Ever since Jim O’Neill coined the phrase “BRIC nations,” it was thought that Brazil, Russia, India and China would play major parts in this new economic world order we see evolving today. But lately, many in the market have lost confidence in the four nations.
And among the BRICs, Brazil has become a black sheep over the past year.
Brazil was on fire leading up to 2012. However, last year proved to be a stumbling block to the country’s growth. Adding fuel to the fire, the International Monetary Fund (IMF) revised and reduced its growth forecast for Brazil twice in 2012 – for that year and this one.
The IMF now expects the country to grow at 4% in 2013. That rate of growth is significantly lower when you compare it with Brazil’s “BRIC brethren” China and India.
And making matters worse, Brazil’s currency depreciated more than 10% to the dollar in 2012.
So Why Now Paint a Rose-Colored Picture?
Back in October of 2012, Investment U published an article stating now was the time to get back into Brazil. Carl Delfield wrote about how the Brazilian government brought on the tough times of 2012. From 2004 to 2008, with the economy growing at about 8% per year, Brazil’s stock market was up 350%.
However, the country’s policymakers got a little too big for their britches and did more harm than good. Interest rates were raised to over 12%. The leaders also decided to meddle in the business of some of its largest and most successful corporations.
Carl’s analysis went on to show the government had finally come to the realization it was doing more harm than good. And with “the policy pendulum beginning to shift again,” it was time to pounce on the buying opportunity.

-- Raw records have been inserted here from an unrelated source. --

use log::debug;

use super::DenseMatrix;
use crate::error::{LinalgError, Result};
use crate::utils::Scalar;

impl<T: Scalar> DenseMatrix<T> {
    /// Row-echelon form of a copy of `self`, together with the factor the
    /// determinant of the result has to be multiplied by to recover the
    /// determinant of `self` (`-1` per row swap).
    ///
    /// Pivoting takes the first non-zero entry below a zero pivot; there is no
    /// search for the largest magnitude. A column without any usable pivot is
    /// left as is.
    pub(crate) fn forward_eliminate(&self) -> (Self, T) {
        let mut m = self.clone();
        let mut correction = T::one();
        let cols = m.cols;

        for j in 0..m.rows.min(cols) {
            if m.data[j * cols + j].is_zero() {
                if let Some(i) = (j + 1..m.rows).find(|&i| !m.data[i * cols + j].is_zero()) {
                    m.swap_rows(i, j);
                    correction = correction.negate();
                }
            }

            let pivot = m.data[j * cols + j];
            if pivot.is_zero() {
                continue;
            }

            let (upper, lower) = m.data.split_at_mut((j + 1) * cols);
            let pivot_row = &upper[j * cols..];
            for row in lower.chunks_exact_mut(cols) {
                if row[j].is_zero() {
                    continue;
                }
                let factor = row[j] / pivot;
                row[j] = T::zero();
                for k in j + 1..cols {
                    row[k] = row[k] - pivot_row[k] * factor;
                }
            }
        }

        (m, correction)
    }

    /// Row-echelon form obtained by Gaussian elimination.
    pub fn gauss(&self) -> Self {
        self.forward_eliminate().0
    }

    /// Reduced row-echelon form.
    ///
    /// Runs [`gauss`](Self::gauss), then walks the pivots from last to first,
    /// scaling each pivot row so its pivot becomes one and clearing the column
    /// above it. Rows whose pivot is zero are skipped instead of divided by zero.
    pub fn gauss_jordan(&self) -> Self {
        let mut m = self.gauss();
        let cols = m.cols;

        for j in (0..m.rows.min(cols)).rev() {
            let pivot = m.data[j * cols + j];
            if pivot.is_zero() {
                continue;
            }
            for x in &mut m.data[j * cols + j..(j + 1) * cols] {
                *x = *x / pivot;
            }

            let (upper, lower) = m.data.split_at_mut(j * cols);
            let pivot_row = &lower[..cols];
            for row in upper.chunks_exact_mut(cols) {
                let factor = row[j];
                if factor.is_zero() {
                    continue;
                }
                row[j] = T::zero();
                for k in j + 1..cols {
                    row[k] = row[k] - pivot_row[k] * factor;
                }
            }
        }

        m
    }

    /// Determinant via forward elimination: the product of the diagonal of the
    /// echelon form, corrected for row swaps.
    ///
    /// # Errors
    /// `NotSquare` unless `rows == cols`.
    pub fn determinant(&self) -> Result<T> {
        if !self.is_square() {
            return Err(LinalgError::NotSquare {
                rows: self.rows,
                cols: self.cols,
            });
        }

        let (m, correction) = self.forward_eliminate();
        let n = m.rows;
        let det = (0..n).fold(correction, |acc, i| acc * m.data[i * n + i]);

        // Collapses -0.0 and friends onto the canonical zero.
        Ok(if det.is_zero() { T::zero() } else { det })
    }

    /// Inverse computed by Gauss-Jordan elimination of `[self | I]`.
    ///
    /// # Errors
    /// - `NotSquare` unless `rows == cols`
    /// - `Singular` if the determinant is zero
    pub fn invert(&self) -> Result<Self> {
        let det = self.determinant()?;
        if det.is_zero() {
            debug!("Refusing to invert singular {}x{} matrix", self.rows, self.cols);
            return Err(LinalgError::Singular);
        }

        let n = self.rows;
        let reduced = self.hconcat(&Self::identity(n)?)?.gauss_jordan();

        let mut data = Vec::with_capacity(n * n);
        for row in reduced.data.chunks_exact(2 * n) {
            data.extend_from_slice(&row[n..]);
        }
        Ok(Self::from_parts(n, n, data))
    }
}

#[cfg(test)]
mod tests {
    use super::*;
    use crate::ring::ModRing;
    use approx::assert_relative_eq;
    use num_traits::Zero;
    use rand::{Rng, SeedableRng};
    use rand_chacha::ChaCha8Rng;

    type F13 = ModRing<13>;

    fn cofactor_determinant(m: &DenseMatrix<f64>) -> f64 {
        let n = m.rows();
        if n == 1 {
            return m[(0, 0)];
        }
        let mut det = 0.0;
        for c in 0..n {
            let mut minor = Vec::with_capacity((n - 1) * (n - 1));
            for i in 1..n {
                for j in (0..n).filter(|&j| j != c) {
                    minor.push(m[(i, j)]);
                }
            }
            let minor = DenseMatrix::from_vec(n - 1, n - 1, minor).unwrap();
            let sign = if c % 2 == 0 { 1.0 } else { -1.0 };
            det += sign * m[(0, c)] * cofactor_determinant(&minor);
        }
        det
    }

    /// Integer-valued and diagonally dominant, so pivots stay well away from zero.
    fn random_matrix(rng: &mut ChaCha8Rng, n: usize) -> DenseMatrix<f64> {
        let mut m = DenseMatrix::new(n, n).unwrap();
        for i in 0..n {
            for j in 0..n {
                m[(i, j)] = if i == j {
                    rng.random_range(30..=40) as f64
                } else {
                    rng.random_range(-9..=9) as f64
                };
            }
        }
        m
    }

    fn assert_matrix_close(a: &DenseMatrix<f64>, b: &DenseMatrix<f64>) {
        assert_eq!(a.shape(), b.shape());
        for (x, y) in a.as_slice().iter().zip(b.as_slice()) {
            assert_relative_eq!(x, y, epsilon = 1e-9, max_relative = 1e-7);
        }
    }

    #[test]
    fn test_determinant_2x2() -> anyhow::Result<()> {
        let m = DenseMatrix::from_rows(&[[1.0, 2.0], [3.0, 4.0]])?;
        assert_eq!(m.determinant()?, -2.0);
        Ok(())
    }

    #[test]
    fn test_determinant_requires_square() {
        let m = DenseMatrix::<f64>::new(2, 3).unwrap();
        assert_eq!(
            m.determinant(),
            Err(LinalgError::NotSquare { rows: 2, cols: 3 })
        );
        assert!(matches!(m.invert(), Err(LinalgError::NotSquare { .. })));
    }

    #[test]
    fn test_determinant_with_row_swap() -> anyhow::Result<()> {
        // Zero pivot forces a swap, flipping the sign.
        let m = DenseMatrix::from_rows(&[[0.0, 1.0], [1.0, 0.0]])?;
        assert_eq!(m.determinant()?, -1.0);

        let p = DenseMatrix::from_rows(&[[0.0, 0.0, 1.0], [0.0, 1.0, 0.0], [1.0, 0.0, 0.0]])?;
        assert_eq!(p.determinant()?, -1.0);
        Ok(())
    }

    #[test]
    fn test_singular_determinant_is_plain_zero() -> anyhow::Result<()> {
        let m = DenseMatrix::from_rows(&[[0.0, 2.0], [0.0, 3.0]])?;
        let det: f64 = m.determinant()?;
        assert_eq!(det, 0.0);
        assert!(det.is_sign_positive());

        // A swap followed by a zero diagonal would otherwise give -0.0.
        let n = DenseMatrix::from_rows(&[[0.0, 1.0, 2.0], [1.0, 0.0, 0.0], [2.0, 0.0, 0.0]])?;
        let det: f64 = n.determinant()?;
        assert_eq!(det, 0.0);
        assert!(det.is_sign_positive());
        Ok(())
    }

    #[test]
    fn test_determinant_matches_cofactor_expansion() {
        let mut rng = ChaCha8Rng::seed_from_u64(42);
        for n in 1..=4 {
            for _ in 0..25 {
                let m = random_matrix(&mut rng, n);
                let expected = cofactor_determinant(&m);
                assert_relative_eq!(m.determinant().unwrap(), expected, epsilon = 1e-8, max_relative = 1e-9);
            }
        }
    }

    #[test]
    fn test_determinant_matches_nalgebra() {
        let mut rng = ChaCha8Rng::seed_from_u64(7);
        for n in 2..=6 {
            let m = random_matrix(&mut rng, n);
            let reference = nalgebra::DMatrix::from_row_slice(n, n, m.as_slice());
            assert_relative_eq!(
                m.determinant().unwrap(),
                reference.determinant(),
                epsilon = 1e-6,
                max_relative = 1e-9
            );
        }
    }

    #[test]
    fn test_gauss_is_upper_triangular() -> anyhow::Result<()> {
        let m = DenseMatrix::from_rows(&[[2.0, 1.0, -1.0], [-3.0, -1.0, 2.0], [-2.0, 1.0, 2.0]])?;
        let g = m.gauss();
        for i in 0..3 {
            for j in 0..i {
                assert_eq!(g[(i, j)], 0.0);
            }
        }
        assert_eq!(g.row(0)?, m.row(0)?);
        // Elimination does not touch the receiver.
        assert_eq!(m[(1, 0)], -3.0);

        let (_, correction) = m.forward_eliminate();
        let diag: f64 = (0..3).map(|i| g[(i, i)]).product();
        assert_relative_eq!(correction * diag, m.determinant()?);
        Ok(())
    }

    #[test]
    fn test_gauss_on_wide_and_tall_matrices() -> anyhow::Result<()> {
        let wide = DenseMatrix::from_rows(&[[1.0, 2.0, 3.0, 4.0], [2.0, 4.0, 7.0, 9.0]])?;
        assert_eq!(
            wide.gauss(),
            DenseMatrix::from_rows(&[[1.0, 2.0, 3.0, 4.0], [0.0, 0.0, 1.0, 1.0]])?
        );

        let tall = DenseMatrix::from_rows(&[[1.0, 1.0], [2.0, 3.0], [3.0, 4.0]])?;
        assert_eq!(
            tall.gauss(),
            DenseMatrix::from_rows(&[[1.0, 1.0], [0.0, 1.0], [0.0, 0.0]])?
        );
        Ok(())
    }

    #[test]
    fn test_gauss_jordan_solves_system() -> anyhow::Result<()> {
        // 2x + y - z = 8, -3x - y + 2z = -11, -2x + y + 2z = -3  =>  (2, 3, -1)
        let augmented = DenseMatrix::from_rows(&[
            [2.0, 1.0, -1.0, 8.0],
            [-3.0, -1.0, 2.0, -11.0],
            [-2.0, 1.0, 2.0, -3.0],
        ])?;
        let rref = augmented.gauss_jordan();
        let expected = [2.0, 3.0, -1.0];
        for i in 0..3 {
            for j in 0..3 {
                assert_relative_eq!(rref[(i, j)], if i == j { 1.0 } else { 0.0 }, epsilon = 1e-10);
            }
            assert_relative_eq!(rref[(i, 3)], expected[i], epsilon = 1e-10);
        }
        Ok(())
    }

    #[test]
    fn test_gauss_jordan_skips_zero_pivot() -> anyhow::Result<()> {
        let m = DenseMatrix::from_rows(&[[1.0, 2.0], [2.0, 4.0]])?;
        let rref = m.gauss_jordan();
        assert_eq!(rref, DenseMatrix::from_rows(&[[1.0, 2.0], [0.0, 0.0]])?);
        Ok(())
    }

    #[test]
    fn test_invert_diagonal() -> anyhow::Result<()> {
        let m = DenseMatrix::from_rows(&[[2.0, 0.0], [0.0, 2.0]])?;
        assert_eq!(m.invert()?, DenseMatrix::from_rows(&[[0.5, 0.0], [0.0, 0.5]])?);
        Ok(())
    }

    #[test]
    fn test_invert_singular() {
        let m = DenseMatrix::from_rows(&[[1.0, 2.0], [2.0, 4.0]]).unwrap();
        assert_eq!(m.invert(), Err(LinalgError::Singular));
    }

    #[test]
    fn test_invert_needs_row_swap() -> anyhow::Result<()> {
        let m = DenseMatrix::from_rows(&[[0.0, 1.0], [2.0, 0.0]])?;
        let inv = m.invert()?;
        assert_eq!(inv, DenseMatrix::from_rows(&[[0.0, 0.5], [1.0, 0.0]])?);
        assert_eq!(m.matmul(&inv)?, DenseMatrix::identity(2)?);
        Ok(())
    }

    #[test]
    fn test_invert_twice_floating() {
        let mut rng = ChaCha8Rng::seed_from_u64(3);
        for _ in 0..20 {
            let m = random_matrix(&mut rng, 4);
            let inv = m.invert().unwrap();
            assert_matrix_close(&inv.invert().unwrap(), &m);

            let reference = nalgebra::DMatrix::from_row_slice(4, 4, m.as_slice())
                .try_inverse()
                .unwrap();
            let reference = DenseMatrix::from_vec(4, 4, reference.transpose().as_slice().to_vec()).unwrap();
            assert_matrix_close(&inv, &reference);
        }
    }

    #[test]
    fn test_invert_twice_exact_over_finite_field() -> anyhow::Result<()> {
        let m = DenseMatrix::from_rows(&[
            [F13::new(2), F13::new(5), F13::new(0)],
            [F13::new(1), F13::new(0), F13::new(7)],
            [F13::new(0), F13::new(3), F13::new(4)],
        ])?;
        assert!(!m.determinant()?.is_zero());

        let inv = m.invert()?;
        assert_eq!(inv.invert()?, m);
        assert_eq!(m.matmul(&inv)?, DenseMatrix::identity(3)?);
        assert_eq!(inv.matmul(&m)?, DenseMatrix::identity(3)?);
        Ok(())
    }

    #[test]
    fn test_determinant_over_finite_field() -> anyhow::Result<()> {
        // det [[1,2],[3,4]] = -2 = 11 mod 13
        let m = DenseMatrix::from_rows(&[[F13::new(1), F13::new(2)], [F13::new(3), F13::new(4)]])?;
        assert_eq!(m.determinant()?, F13::new(11));

        // Rows are proportional modulo 13.
        let s = DenseMatrix::from_rows(&[[F13::new(2), F13::new(3)], [F13::new(4), F13::new(6)]])?;
        assert_eq!(s.determinant()?, F13::zero());
        assert_eq!(s.invert(), Err(LinalgError::Singular));
        Ok(())
    }
}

What the numbers tell us from the end of last year is that the bounce back has just began.
With the bumpy road that was 2012, Brazil did have one plus going for it.

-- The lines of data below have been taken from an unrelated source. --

//! # Dense Matrices
//!
//! Row-major, heap-allocated matrices over any [`Scalar`]. Element `(i, j)` of a
//! `rows x cols` matrix lives at offset `i * cols + j`.
//!
//! All arithmetic returns fresh matrices; the receiver is never modified except
//! through the explicit compound-assignment methods.
//!
//! ## Submodules
//! - `elimination`: Gauss and Gauss-Jordan elimination, determinant, inverse
//! - `parallel`: column-partitioned matrix multiplication

use std::fmt;
use std::ops::{Add, Div, DivAssign, Index, IndexMut, Mul, MulAssign, Sub};

use ndarray::{Array2, ArrayView2};

use crate::error::{LinalgError, Result};
use crate::utils::Scalar;

mod elimination;
mod parallel;

pub use parallel::{MulConfig, DEFAULT_MIN_COLS_PER_WORKER};

#[derive(Debug, Clone, PartialEq)]
pub struct DenseMatrix<T: Scalar> {
    rows: usize,
    cols: usize,
    data: Vec<T>,
}

impl<T: Scalar> DenseMatrix<T> {
    /// Creates a `rows x cols` matrix of zeros.
    pub fn new(rows: usize, cols: usize) -> Result<Self> {
        Self::filled(rows, cols, T::zero())
    }

    /// Creates a `rows x cols` matrix with every entry set to `fill`.
    ///
    /// # Errors
    /// `InvalidDimension` if either dimension is zero or `rows * cols`
    /// overflows `usize`.
    pub fn filled(rows: usize, cols: usize, fill: T) -> Result<Self> {
        let len = Self::storage_len(rows, cols)?;
        Ok(Self::from_parts(rows, cols, vec![fill; len]))
    }

    /// Number of stored entries for a `rows x cols` shape.
    fn storage_len(rows: usize, cols: usize) -> Result<usize> {
        match rows.checked_mul(cols) {
            Some(len) if len > 0 => Ok(len),
            _ => Err(LinalgError::InvalidDimension { rows, cols }),
        }
    }

    /// Builds a matrix from a list of rows.
    ///
    /// ```
    /// use dense_algebra::DenseMatrix;
    ///
    /// let m = DenseMatrix::from_rows(&[[1.0, 2.0], [3.0, 4.0]]).unwrap();
    /// assert_eq!(m.get(1, 0).unwrap(), 3.0);
    /// ```
    ///
    /// # Errors
    /// - `InvalidDimension` when there are no rows or the rows are empty
    /// - `RaggedShape` when a row's length differs from the first row's
    pub fn from_rows<R: AsRef<[T]>>(rows: &[R]) -> Result<Self> {
        let cols = rows.first().map_or(0, |r| r.as_ref().len());
        let len = Self::storage_len(rows.len(), cols)?;

        let mut data = Vec::with_capacity(len);
        for (i, row) in rows.iter().enumerate() {
            let row = row.as_ref();
            if row.len() != cols {
                return Err(LinalgError::RaggedShape {
                    row: i,
                    expected: cols,
                    found: row.len(),
                });
            }
            data.extend_from_slice(row);
        }
        Ok(Self::from_parts(rows.len(), cols, data))
    }

    /// Builds a `1 x n` matrix when `as_row` is set, otherwise `n x 1`.
    pub fn from_flat(values: &[T], as_row: bool) -> Result<Self> {
        let (rows, cols) = if as_row {
            (1, values.len())
        } else {
            (values.len(), 1)
        };
        Self::from_vec(rows, cols, values.to_vec())
    }

    /// Wraps an existing row-major buffer.
    ///
    /// # Errors
    /// - `InvalidDimension` if either dimension is zero or the entry count
    ///   overflows `usize`
    /// - `DimensionMismatch` if `data.len() != rows * cols`
    pub fn from_vec(rows: usize, cols: usize, data: Vec<T>) -> Result<Self> {
        if data.len() != Self::storage_len(rows, cols)? {
            return Err(LinalgError::DimensionMismatch {
                op: "from_vec",
                left: (rows, cols),
                right: (data.len(), 1),
            });
        }
        Ok(Self::from_parts(rows, cols, data))
    }

    /// Internal constructor for buffers whose shape is already known to be valid.
    pub(crate) fn from_parts(rows: usize, cols: usize, data: Vec<T>) -> Self {
        debug_assert!(rows > 0 && cols > 0);
        debug_assert_eq!(data.len(), rows * cols);
        DenseMatrix { rows, cols, data }
    }

    /// The `n x n` identity matrix.
    pub fn identity(n: usize) -> Result<Self> {
        let mut m = Self::new(n, n)?;
        for i in 0..n {
            m.data[i * n + i] = T::one();
        }
        Ok(m)
    }

    /// Identity matrix with the entry at `(row, col)` replaced by `val`.
    ///
    /// Left-multiplying by such a matrix adds `val` times row `col` to row
    /// `row` (or scales row `row` when `row == col`).
    pub fn elementary(n: usize, row: usize, col: usize, val: T) -> Result<Self> {
        let mut m = Self::identity(n)?;
        m.set(row, col, val)?;
        Ok(m)
    }

    pub fn rows(&self) -> usize {
        self.rows
    }

    pub fn cols(&self) -> usize {
        self.cols
    }

    pub fn shape(&self) -> (usize, usize) {
        (self.rows, self.cols)
    }

    /// Total number of stored entries.
    pub fn entries(&self) -> usize {
        self.data.len()
    }

    pub fn is_square(&self) -> bool {
        self.rows == self.cols
    }

    /// Row-major view of the underlying buffer.
    pub fn as_slice(&self) -> &[T] {
        &self.data
    }

    pub fn into_vec(self) -> Vec<T> {
        self.data
    }

    pub fn row(&self, i: usize) -> Result<&[T]> {
        if i >= self.rows {
            return Err(self.out_of_range(i, 0));
        }
        Ok(&self.data[i * self.cols..(i + 1) * self.cols])
    }

    fn out_of_range(&self, row: usize, col: usize) -> LinalgError {
        LinalgError::IndexOutOfRange {
            row,
            col,
            rows: self.rows,
            cols: self.cols,
        }
    }

    fn offset(&self, i: usize, j: usize) -> Result<usize> {
        if i >= self.rows || j >= self.cols {
            return Err(self.out_of_range(i, j));
        }
        Ok(i * self.cols + j)
    }

    pub fn get(&self, i: usize, j: usize) -> Result<T> {
        let k = self.offset(i, j)?;
        Ok(self.data[k])
    }

    pub fn get_mut(&mut self, i: usize, j: usize) -> Result<&mut T> {
        let k = self.offset(i, j)?;
        Ok(&mut self.data[k])
    }

    pub fn set(&mut self, i: usize, j: usize, value: T) -> Result<()> {
        *self.get_mut(i, j)? = value;
        Ok(())
    }

    /// Swaps rows `a` and `b` in place. Both must be in range.
    pub(crate) fn swap_rows(&mut self, a: usize, b: usize) {
        if a == b {
            return;
        }
        let (lo, hi) = (a.min(b), a.max(b));
        let cols = self.cols;
        let (upper, lower) = self.data.split_at_mut(hi * cols);
        upper[lo * cols..(lo + 1) * cols].swap_with_slice(&mut lower[..cols]);
    }

    fn map(&self, f: impl Fn(T) -> T) -> Self {
        Self::from_parts(self.rows, self.cols, self.data.iter().map(|&x| f(x)).collect())
    }

    fn zip_with(&self, other: &Self, op: &'static str, f: impl Fn(T, T) -> T) -> Result<Self> {
        if self.shape() != other.shape() {
            return Err(LinalgError::DimensionMismatch {
                op,
                left: self.shape(),
                right: other.shape(),
            });
        }
        let data = self
            .data
            .iter()
            .zip(other.data.iter())
            .map(|(&a, &b)| f(a, b))
            .collect();
        Ok(Self::from_parts(self.rows, self.cols, data))
    }

    /// Elementwise sum. Fails with `DimensionMismatch` unless shapes are identical.
    pub fn checked_add(&self, other: &Self) -> Result<Self> {
        self.zip_with(other, "add", |a, b| a + b)
    }

    /// Elementwise difference. Fails with `DimensionMismatch` unless shapes are identical.
    pub fn checked_sub(&self, other: &Self) -> Result<Self> {
        self.zip_with(other, "sub", |a, b| a - b)
    }

    pub fn scale(&self, scalar: T) -> Self {
        self.map(|x| x * scalar)
    }

    /// Divides every entry by `scalar`. Division by zero follows the scalar
    /// type's own semantics (infinities for floats, a panic for integers).
    pub fn div_scalar(&self, scalar: T) -> Self {
        self.map(|x| x / scalar)
    }

    pub fn add_assign_checked(&mut self, other: &Self) -> Result<()> {
        *self = self.checked_add(other)?;
        Ok(())
    }

    pub fn sub_assign_checked(&mut self, other: &Self) -> Result<()> {
        *self = self.checked_sub(other)?;
        Ok(())
    }

    pub fn mul_assign_checked(&mut self, other: &Self) -> Result<()> {
        *self = self.matmul(other)?;
        Ok(())
    }

    pub fn transpose(&self) -> Self {
        let mut data = Vec::with_capacity(self.data.len());
        for j in 0..self.cols {
            for i in 0..self.rows {
                data.push(self.data[i * self.cols + j]);
            }
        }
        Self::from_parts(self.cols, self.rows, data)
    }

    /// Places `other` to the right of `self`. Row counts must agree.
    pub fn hconcat(&self, other: &Self) -> Result<Self> {
        if self.rows != other.rows {
            return Err(LinalgError::DimensionMismatch {
                op: "hconcat",
                left: self.shape(),
                right: other.shape(),
            });
        }
        let cols = self.cols + other.cols;
        let mut data = Vec::with_capacity(self.rows * cols);
        for (left, right) in self
            .data
            .chunks_exact(self.cols)
            .zip(other.data.chunks_exact(other.cols))
        {
            data.extend_from_slice(left);
            data.extend_from_slice(right);
        }
        Ok(Self::from_parts(self.rows, cols, data))
    }

    /// Places `other` below `self`. Column counts must agree.
    pub fn vconcat(&self, other: &Self) -> Result<Self> {
        if self.cols != other.cols {
            return Err(LinalgError::DimensionMismatch {
                op: "vconcat",
                left: self.shape(),
                right: other.shape(),
            });
        }
        let mut data = Vec::with_capacity(self.data.len() + other.data.len());
        data.extend_from_slice(&self.data);
        data.extend_from_slice(&other.data);
        Ok(Self::from_parts(self.rows + other.rows, self.cols, data))
    }
}

impl<T: Scalar> Index<(usize, usize)> for DenseMatrix<T> {
    type Output = T;

    fn index(&self, (i, j): (usize, usize)) -> &T {
        match self.offset(i, j) {
            Ok(k) => &self.data[k],
            Err(e) => panic!("{e}"),
        }
    }
}

impl<T: Scalar> IndexMut<(usize, usize)> for DenseMatrix<T> {
    fn index_mut(&mut self, (i, j): (usize, usize)) -> &mut T {
        match self.offset(i, j) {
            Ok(k) => &mut self.data[k],
            Err(e) => panic!("{e}"),
        }
    }
}

impl<T: Scalar> Add for &DenseMatrix<T> {
    type Output = Result<DenseMatrix<T>>;

    fn add(self, rhs: Self) -> Self::Output {
        self.checked_add(rhs)
    }
}

impl<T: Scalar> Sub for &DenseMatrix<T> {
    type Output = Result<DenseMatrix<T>>;

    fn sub(self, rhs: Self) -> Self::Output {
        self.checked_sub(rhs)
    }
}

impl<T: Scalar> Mul<T> for &DenseMatrix<T> {
    type Output = DenseMatrix<T>;

    fn mul(self, rhs: T) -> DenseMatrix<T> {
        self.scale(rhs)
    }
}

impl<T: Scalar> Div<T> for &DenseMatrix<T> {
    type Output = DenseMatrix<T>;

    fn div(self, rhs: T) -> DenseMatrix<T> {
        self.div_scalar(rhs)
    }
}

impl<T: Scalar> MulAssign<T> for DenseMatrix<T> {
    fn mul_assign(&mut self, rhs: T) {
        *self = self.scale(rhs);
    }
}

impl<T: Scalar> DivAssign<T> for DenseMatrix<T> {
    fn div_assign(&mut self, rhs: T) {
        *self = self.div_scalar(rhs);
    }
}

macro_rules! impl_left_scale {
    ($($t:ty),*) => {
        $(
            impl Mul<&DenseMatrix<$t>> for $t {
                type Output = DenseMatrix<$t>;

                fn mul(self, rhs: &DenseMatrix<$t>) -> DenseMatrix<$t> {
                    rhs.scale(self)
                }
            }
        )*
    };
}

impl_left_scale!(f32, f64, i8, i16, i32, i64, i128, isize);

impl<T: Scalar + fmt::Display> fmt::Display for DenseMatrix<T> {
    /// One `| ... |` line per row, entries right-aligned to the widest entry.
    fn fmt(&self, f: &mut fmt::Formatter<'_>) -> fmt::Result {
        let cells: Vec<String> = self.data.iter().map(|x| x.to_string()).collect();
        let width = cells.iter().map(String::len).max().unwrap_or(1);
        for row in cells.chunks_exact(self.cols) {
            write!(f, "|")?;
            for cell in row {
                write!(f, " {cell:>width$}")?;
            }
            writeln!(f, " |")?;
        }
        Ok(())
    }
}

impl<T: Scalar> From<&DenseMatrix<T>> for Array2<T> {
    fn from(m: &DenseMatrix<T>) -> Self {
        Array2::from_shape_fn((m.rows, m.cols), |(i, j)| m.data[i * m.cols + j])
    }
}

impl<T: Scalar> TryFrom<ArrayView2<'_, T>> for DenseMatrix<T> {
    type Error = LinalgError;

    fn try_from(array: ArrayView2<'_, T>) -> Result<Self> {
        let (rows, cols) = array.dim();
        // `iter` walks logical row-major order regardless of memory layout.
        Self::from_vec(rows, cols, array.iter().copied().collect())
    }
}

It still had low levels of unemployment when compared with other developed countries. Here in the States, we are finally down to the high 7% mark. Brazil’s rate at the end of 2012 was 4.9%. That’s down from December of 2011′s mark of 5.3%. That’s better than India and Russia.
The unemployment rate can probably be attributed to something Americans have become very familiar with – government stimulus. The Brazilian government has increased spending to drive up consumption. In actuality, what the government has been doing is trying to counteract the bad they previously did.
And this stimulus package isn’t going anywhere soon. What Brazil is beginning to see is a country with low unemployment, rising wages and rising income in the middle class that is driving consumer demand. Growth for 2013 seems to be on an upswing from the prior year.
The Brazilian Quantitative Easing and Stimulus Packages
These topics must be discussed because “stimulus package” and “quantitative easing” in this country have become dirty words. Whether that assessment is right or wrong is a whole other article. Instead, I want to give the specifics of what the government and the central bank have been doing.
Let’s start with the Brazilian central bank. It systematically cut interest rates down to 7.25% from that 12% mark mentioned earlier. And just as our Fed would rationalize, they did it to for greater liquidity, to lower consumer debt and as a catalyst for investments.
The government made several expenditures but there was one that was a necessity – and still will be for years to come. Brazil had to spend money on infrastructure because over the next three years it will host the 2014 World Cup and the 2016 Olympic Games.
Brazil should also get some momentum from manufacturing.
The Brazilian government lowered corporate taxes and reduced its payroll tax. If you add the lesser tax burden with better infrastructure due to government spending, you get an uptick in manufacturing activity. Also, a weaker currency should boost exports.
So the formula looks like: low unemployment + lower interest rates = increasing consumer consumption.
How to Take Advantage
All-around growth should be improved and steady going forward because of better infrastructure and the elimination of some trade barriers. Here are ideas that will give you different types of exposure to the country…
MSCI Brazil Index Fund (NYSEArca:EWZ)has been around for some time, being the most seniored of Brazilian ETFs. It’s highly exposed to Brazilian large-cap stocks. More than half of its assets are invested in its top 10 holdings. The fund is also highly concentrated in the financial and materials sector. It was hit hard last year due to the economic slowdown.
Market Vectors Brazil Small-Cap ETF (NYSEArca:BRF)gives you small-cap exposure to Brazil. BRF is also a less top-heavy investment than EWZ. Its top two sectors are consumer discretionary and industrials, respectively. Brazilian small-cap stocks took less of a hit than large caps and have seen a recent bounce back.
Brazil Infrastructure Index ETF (NYSEArca:BRXX)may be the best play of these options as the country seems strongly committed to improving roadways and utilities.The fund has 30 stocks with a total asset base of $81.2 million. A little over half is invested in its top 10 holdings and the fund has made double-digit allocation in electricity, gas, water and multiutilities, and real estate investment and services. Just like the rest of Brazil, the fund has taken a hit. But the fund has recently shown signs of life and is paying a very decent yield.
As we stated back in October, and as I am stating now, Brazil has gone through some issues lately. However, I think the policies adopted by the government and the central bank have put the country back on track. Invest now and get in on the ground floor.